# 1053edo

← 1052edo | 1053edo | 1054edo → |

^{4}× 13**1053 equal divisions of the octave** (abbreviated **1053edo** or **1053ed2**), also called **1053-tone equal temperament** (**1053tet**) or **1053 equal temperament** (**1053et**) when viewed under a regular temperament perspective, is the tuning system that divides the octave into 1053 equal parts of about 1.14 ¢ each. Each step represents a frequency ratio of 2^{1/1053}, or the 1053rd root of 2.

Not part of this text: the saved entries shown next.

#[derive(Subcommand, Debug)]
enum Command {
    /// split a text file into lessons and store them
    Import {
        file: PathBuf,
        /// source name (default: the file path)
        #[clap(long)]
        source: Option<String>,
        /// store the texts as lessons
        #[clap(long)]
        lesson: bool,
    },
    /// print the lessons a text file would be split into, without storing
    Pack {
        file: PathBuf,
        #[clap(long)]
        min_chars: Option<usize>,
        #[clap(long)]
        max_chars: Option<usize>,
    },
    /// build drill lessons from a word list
    Drill {
        words: Vec<String>,
        /// read words from this file as well
        #[clap(long)]
        file: Option<PathBuf>,
        #[clap(long)]
        copies: Option<usize>,
        /// words per group, 0 for all
        #[clap(long)]
        take: Option<usize>,
        #[clap(long, value_enum)]
        mix: Option<Mix>,
        /// shuffled lessons of this many words instead of drills
        #[clap(long)]
        plain: Option<usize>,
        /// store the packed lessons under this source name
        #[clap(long)]
        add: Option<String>,
    },
    /// score a recorded keystroke log (csv with `time,buffer` columns)
    Replay {
        log: PathBuf,
        /// id of a stored text
        #[clap(long, conflicts_with = "text")]
        text_id: Option<String>,
        /// the target text itself; stored if unknown
        #[clap(long)]
        text: Option<String>,
        #[clap(long, default_value = "<Replays>")]
        source: String,
    },
    /// show the next text to practice
    Next {
        #[clap(long, value_enum)]
        method: Option<SelectMethod>,
    },
    /// result history, newest first
    History {
        #[clap(long, value_enum, default_value_t = FilterArg::All)]
        filter: FilterArg,
        /// only results from this source id
        #[clap(long)]
        source_id: Option<i64>,
        #[clap(long, value_enum, default_value_t = GroupArg::None)]
        group: GroupArg,
        #[clap(long)]
        limit: Option<usize>,
        /// write csv instead of a table
        #[clap(long)]
        csv: bool,
    },
    /// per key, trigram or word statistics
    Units {
        #[clap(long, value_enum, default_value_t = UnitKind::Trigram)]
        kind: UnitKind,
        #[clap(long, value_enum, default_value_t = UnitOrder::Slowest)]
        order: UnitOrder,
        #[clap(long, default_value_t = 20)]
        limit: usize,
        /// hide units seen fewer times
        #[clap(long, default_value_t = 1)]
        min_count: i64,
    },
    /// most common mistyped characters
    Mistakes {
        #[clap(long, default_value_t = 20)]
        limit: usize,
    },
    /// merge old statistics into coarser time bins
    Compact,
    /// database totals
    Stats,
    /// show or change settings
    Config {
        #[clap(subcommand)]
        action: Option<ConfigAction>,
    },
}

#[derive(Subcommand, Debug)]
enum ConfigAction {
    Show,
    Path,
    /// set one key; the value is parsed as JSON, falling back to a string
    Set {
        key: String,
        value: String,
    },
    Reset,
}

#[derive(Debug, Copy, Clone, ValueEnum)]
enum FilterArg {
    All,
    LastText,
    Texts,
    Lessons,
}

#[derive(Debug, Copy, Clone, ValueEnum)]
enum GroupArg {
    None,
    Sessions,
    Sitting,
    Day,
}

/// One line of a keystroke log: the input buffer as the engine sees it
#[derive(Debug, Deserialize)]
struct KeystrokeRow {
    time: f64,
    buffer: String,
}
use rand::rngs::StdRng;
use rand::SeedableRng;
use typestat::lesson::{generate_drill, mine_lessons, plain_lessons, DrillOptions, Mix};
use typestat::selection::{next_text, selector_for, SelectMethod};
use typestat::stats::{LessonKind, StatsDb};

const DOCUMENT: &str = "The cat sat. Mr. Smith came home.

A new paragraph starts here. It ends.";

fn words_of(texts: &[String]) -> Vec<String> {
    texts
        .iter()
        .flat_map(|t| t.split_whitespace())
        .map(str::to_string)
        .collect()
}

#[test]
fn mined_lessons_keep_every_word_in_order() {
    let lessons = mine_lessons(DOCUMENT, 20, 40);
    assert_eq!(
        lessons,
        vec![
            "The cat sat. Mr. Smith came home.",
            "A new paragraph starts here.",
            "It ends.",
        ]
    );
    assert_eq!(
        words_of(&lessons),
        DOCUMENT
            .split_whitespace()
            .map(str::to_string)
            .collect::<Vec<_>>()
    );
}

#[test]
fn paragraph_breaks_inside_a_lesson_become_newlines() {
    let lessons = mine_lessons(DOCUMENT, 40, 80);
    assert_eq!(lessons.len(), 2);
    assert_eq!(
        lessons[0],
        "The cat sat. Mr. Smith came home.\nA new paragraph starts here."
    );
    // only the last lesson may fall short of the minimum
    assert!(lessons[0].chars().count() >= 40);
    assert_eq!(lessons[1], "It ends.");
}

#[test]
fn mined_lessons_are_practiced_in_order() {
    let mut db = StatsDb::open_in_memory().unwrap();
    let lessons = mine_lessons(DOCUMENT, 20, 40);
    let ids = db
        .add_texts("story", &lessons, Some(LessonKind::Lesson))
        .unwrap();
    assert_eq!(ids.len(), 3);

    let first = next_text(&db, selector_for(SelectMethod::InOrder, 10, 0.0).as_ref()).unwrap();
    assert_eq!(first.text, lessons[0]);
    assert!(db.is_lesson_source(first.source).unwrap());

    // importing the same document again adds nothing
    let again = db
        .add_texts("story", &lessons, Some(LessonKind::Lesson))
        .unwrap();
    assert!(again.is_empty());
    assert_eq!(db.counts().unwrap().texts, 3);
}

#[test]
fn commingled_drill_keeps_the_same_words() {
    let words: Vec<String> = ["alpha", "beta", "gamma"].map(String::from).to_vec();
    let opts = DrillOptions {
        copies: 2,
        take: 2,
        mix: Mix::Commingle,
    };
    let drill = generate_drill(&words, opts, &mut StdRng::seed_from_u64(3));
    assert_eq!(drill.len(), 2);

    let mut first: Vec<&str> = drill[0].split(' ').collect();
    first.sort_unstable();
    assert_eq!(first, vec!["alpha", "alpha", "beta", "beta"]);
    assert_eq!(drill[1], "gamma gamma");
}

#[test]
fn plain_lessons_cover_every_word() {
    let words: Vec<String> = (0..7).map(|i| format!("w{i}")).collect();
    let lessons = plain_lessons(&words, 3, 2, &mut StdRng::seed_from_u64(11));
    let mut typed = words_of(&lessons);
    typed.sort();
    typed.dedup();
    assert_eq!(typed.len(), 7);
    assert!(lessons.iter().all(|l| l.split(' ').count() % 2 == 0));
}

1053edo is consistent in the 11-odd-limit. It is a very strong 5-limit tuning where it tempers out [1 -27 18⟩ (ennealimma), [91 -12 -31⟩ (astro comma), and [92 -39 -13⟩ (aluminium comma). It supports and gives a good tuning for the quadraennealimmal temperament, as well as the 27th-octave trinealimmal.

### Prime harmonics

Harmonic | 2 | 3 | 5 | 7 | 11 | 13 | 17 | 19 | 23 | 29 | 31 | |
---|---|---|---|---|---|---|---|---|---|---|---|---|

Error | Absolute (¢) | +0.000 | +0.039 | +0.011 | -0.165 | +0.249 | +0.498 | -0.112 | -0.077 | -0.354 | -0.517 | +0.264 |

Relative (%) | +0.0 | +3.4 | +1.0 | -14.5 | +21.9 | +43.7 | -9.8 | -6.8 | -31.1 | -45.4 | +23.1 | |

Steps (reduced) |
1053 (0) |
1669 (616) |
2445 (339) |
2956 (850) |
3643 (484) |
3897 (738) |
4304 (92) |
4473 (261) |
4763 (551) |
5115 (903) |
5217 (1005) |

### Subsets and supersets

Since 1053 factors as 3^{4} × 13, 1053edo has subset edos 3, 9, 13, 27, 39, 81, 117, 351.